[WHAT TO DO] The data must be returned exactly. No line may be left out.

[INPUT DATA]

—————

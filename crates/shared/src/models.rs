use serde::{Deserialize, Serialize};

use crate::error::MapError;

#[derive(Debug, Clone, Copy, PartialEq, Serialize, Deserialize)]
pub struct LatLng {
    pub lat: f64,
    pub lng: f64,
}

impl LatLng {
    pub fn new(lat: f64, lng: f64) -> Self {
        Self { lat, lng }
    }
}

/// Geographic bounding box, in degrees.
#[derive(Debug, Clone, Copy, PartialEq, Serialize, Deserialize)]
pub struct Bounds {
    pub south: f64,
    pub west: f64,
    pub north: f64,
    pub east: f64,
}

impl Bounds {
    /// Smallest box containing every point, or `None` for an empty iterator.
    pub fn enclosing(points: impl IntoIterator<Item = LatLng>) -> Option<Bounds> {
        let mut points = points.into_iter();
        let first = points.next()?;
        let init = Bounds {
            south: first.lat,
            west: first.lng,
            north: first.lat,
            east: first.lng,
        };
        Some(points.fold(init, |b, p| Bounds {
            south: b.south.min(p.lat),
            west: b.west.min(p.lng),
            north: b.north.max(p.lat),
            east: b.east.max(p.lng),
        }))
    }

    pub fn south_west(&self) -> LatLng {
        LatLng::new(self.south, self.west)
    }

    pub fn north_east(&self) -> LatLng {
        LatLng::new(self.north, self.east)
    }
}

/// A measurement station as the host describes it.
#[derive(Debug, Clone, PartialEq, Serialize, Deserialize)]
pub struct Station {
    pub name: String,
    pub position: LatLng,
    pub tooltip: String,
    pub has_plot: bool,
}

/// Bulk `addStations` payload: parallel arrays matched by index.
#[derive(Debug, Clone, PartialEq, Default, Serialize, Deserialize)]
pub struct StationBatch {
    #[serde(alias = "name")]
    pub staname: Vec<String>,
    pub lat: Vec<f64>,
    #[serde(alias = "lng")]
    pub lon: Vec<f64>,
    #[serde(default)]
    pub tooltip: Vec<String>,
    #[serde(default)]
    pub plotted: Vec<bool>,
}

impl StationBatch {
    pub fn len(&self) -> usize {
        self.staname.len()
    }

    pub fn is_empty(&self) -> bool {
        self.staname.is_empty()
    }

    /// Split the parallel arrays into stations, refusing the whole batch if
    /// any array disagrees in length with the names. Omitted `tooltip` and
    /// `plotted` arrays mean empty tooltips and no plot.
    pub fn into_stations(self) -> Result<Vec<Station>, MapError> {
        let n = self.staname.len();
        check_len("lat", n, self.lat.len())?;
        check_len("lon", n, self.lon.len())?;
        if !self.tooltip.is_empty() {
            check_len("tooltip", n, self.tooltip.len())?;
        }
        if !self.plotted.is_empty() {
            check_len("plotted", n, self.plotted.len())?;
        }

        let mut tooltips = self.tooltip.into_iter();
        let mut plotted = self.plotted.into_iter();
        Ok(self
            .staname
            .into_iter()
            .zip(self.lat.into_iter().zip(self.lon))
            .map(|(name, (lat, lon))| Station {
                name,
                position: LatLng::new(lat, lon),
                tooltip: tooltips.next().unwrap_or_default(),
                has_plot: plotted.next().unwrap_or(false),
            })
            .collect())
    }
}

/// `setMarkersColors` payload.
#[derive(Debug, Clone, PartialEq, Default, Serialize, Deserialize)]
pub struct MarkerColors {
    #[serde(alias = "name")]
    pub staname: Vec<String>,
    pub color: Vec<String>,
}

impl MarkerColors {
    pub fn pairs(&self) -> Result<impl Iterator<Item = (&str, &str)>, MapError> {
        check_len("color", self.staname.len(), self.color.len())?;
        Ok(self
            .staname
            .iter()
            .map(String::as_str)
            .zip(self.color.iter().map(String::as_str)))
    }
}

/// Time series sent with `sendStationData`: a value band and its average.
#[derive(Debug, Clone, PartialEq, Default, Serialize, Deserialize)]
pub struct SeriesPayload {
    #[serde(alias = "timestamps")]
    pub t: Vec<f64>,
    #[serde(rename = "Zlow", alias = "low")]
    pub low: Vec<Option<f64>>,
    #[serde(rename = "Zhigh", alias = "high")]
    pub high: Vec<Option<f64>>,
    #[serde(rename = "Z", alias = "average")]
    pub average: Vec<Option<f64>>,
}

impl SeriesPayload {
    pub fn validate(&self) -> Result<(), MapError> {
        let n = self.t.len();
        check_len("low", n, self.low.len())?;
        check_len("high", n, self.high.len())?;
        check_len("average", n, self.average.len())
    }
}

fn check_len(field: &'static str, expected: usize, found: usize) -> Result<(), MapError> {
    if expected == found {
        Ok(())
    } else {
        Err(MapError::LengthMismatch {
            field,
            expected,
            found,
        })
    }
}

—————

[EXPECTED OUTPUT]
filename crates/shared/src/models.rs
use serde::{Deserialize, Serialize};

use crate::error::MapError;

#[derive(Debug, Clone, Copy, PartialEq, Serialize, Deserialize)]
pub struct LatLng {
    pub lat: f64,
    pub lng: f64,
}

impl LatLng {
    pub fn new(lat: f64, lng: f64) -> Self {
        Self { lat, lng }
    }
}

/// Geographic bounding box, in degrees.
#[derive(Debug, Clone, Copy, PartialEq, Serialize, Deserialize)]
pub struct Bounds {
    pub south: f64,
    pub west: f64,
    pub north: f64,
    pub east: f64,
}

impl Bounds {
    /// Smallest box containing every point, or `None` for an empty iterator.
    pub fn enclosing(points: impl IntoIterator<Item = LatLng>) -> Option<Bounds> {
        let mut points = points.into_iter();
        let first = points.next()?;
        let init = Bounds {
            south: first.lat,
            west: first.lng,
            north: first.lat,
            east: first.lng,
        };
        Some(points.fold(init, |b, p| Bounds {
            south: b.south.min(p.lat),
            west: b.west.min(p.lng),
            north: b.north.max(p.lat),
            east: b.east.max(p.lng),
        }))
    }

    pub fn south_west(&self) -> LatLng {
        LatLng::new(self.south, self.west)
    }

    pub fn north_east(&self) -> LatLng {
        LatLng::new(self.north, self.east)
    }
}

/// A measurement station as the host describes it.
#[derive(Debug, Clone, PartialEq, Serialize, Deserialize)]
pub struct Station {
    pub name: String,
    pub position: LatLng,
    pub tooltip: String,
    pub has_plot: bool,
}

/// Bulk `addStations` payload: parallel arrays matched by index.
#[derive(Debug, Clone, PartialEq, Default, Serialize, Deserialize)]
pub struct StationBatch {
    #[serde(alias = "name")]
    pub staname: Vec<String>,
    pub lat: Vec<f64>,
    #[serde(alias = "lng")]
    pub lon: Vec<f64>,
    #[serde(default)]
    pub tooltip: Vec<String>,
    #[serde(default)]
    pub plotted: Vec<bool>,
}

impl StationBatch {
    pub fn len(&self) -> usize {
        self.staname.len()
    }

    pub fn is_empty(&self) -> bool {
        self.staname.is_empty()
    }

    /// Split the parallel arrays into stations, refusing the whole batch if
    /// any array disagrees in length with the names. Omitted `tooltip` and
    /// `plotted` arrays mean empty tooltips and no plot.
    pub fn into_stations(self) -> Result<Vec<Station>, MapError> {
        let n = self.staname.len();
        check_len("lat", n, self.lat.len())?;
        check_len("lon", n, self.lon.len())?;
        if !self.tooltip.is_empty() {
            check_len("tooltip", n, self.tooltip.len())?;
        }
        if !self.plotted.is_empty() {
            check_len("plotted", n, self.plotted.len())?;
        }

        let mut tooltips = self.tooltip.into_iter();
        let mut plotted = self.plotted.into_iter();
        Ok(self
            .staname
            .into_iter()
            .zip(self.lat.into_iter().zip(self.lon))
            .map(|(name, (lat, lon))| Station {
                name,
                position: LatLng::new(lat, lon),
                tooltip: tooltips.next().unwrap_or_default(),
                has_plot: plotted.next().unwrap_or(false),
            })
            .collect())
    }
}

/// `setMarkersColors` payload.
#[derive(Debug, Clone, PartialEq, Default, Serialize, Deserialize)]
pub struct MarkerColors {
    #[serde(alias = "name")]
    pub staname: Vec<String>,
    pub color: Vec<String>,
}

impl MarkerColors {
    pub fn pairs(&self) -> Result<impl Iterator<Item = (&str, &str)>, MapError> {
        check_len("color", self.staname.len(), self.color.len())?;
        Ok(self
            .staname
            .iter()
            .map(String::as_str)
            .zip(self.color.iter().map(String::as_str)))
    }
}

/// Time series sent with `sendStationData`: a value band and its average.
#[derive(Debug, Clone, PartialEq, Default, Serialize, Deserialize)]
pub struct SeriesPayload {
    #[serde(alias = "timestamps")]
    pub t: Vec<f64>,
    #[serde(rename = "Zlow", alias = "low")]
    pub low: Vec<Option<f64>>,
    #[serde(rename = "Zhigh", alias = "high")]
    pub high: Vec<Option<f64>>,
    #[serde(rename = "Z", alias = "average")]
    pub average: Vec<Option<f64>>,
}

impl SeriesPayload {
    pub fn validate(&self) -> Result<(), MapError> {
        let n = self.t.len();
        check_len("low", n, self.low.len())?;
        check_len("high", n, self.high.len())?;
        check_len("average", n, self.average.len())
    }
}

fn check_len(field: &'static str, expected: usize, found: usize) -> Result<(), MapError> {
    if expected == found {
        Ok(())
    } else {
        Err(MapError::LengthMismatch {
            field,
            expected,
            found,
        })
    }
}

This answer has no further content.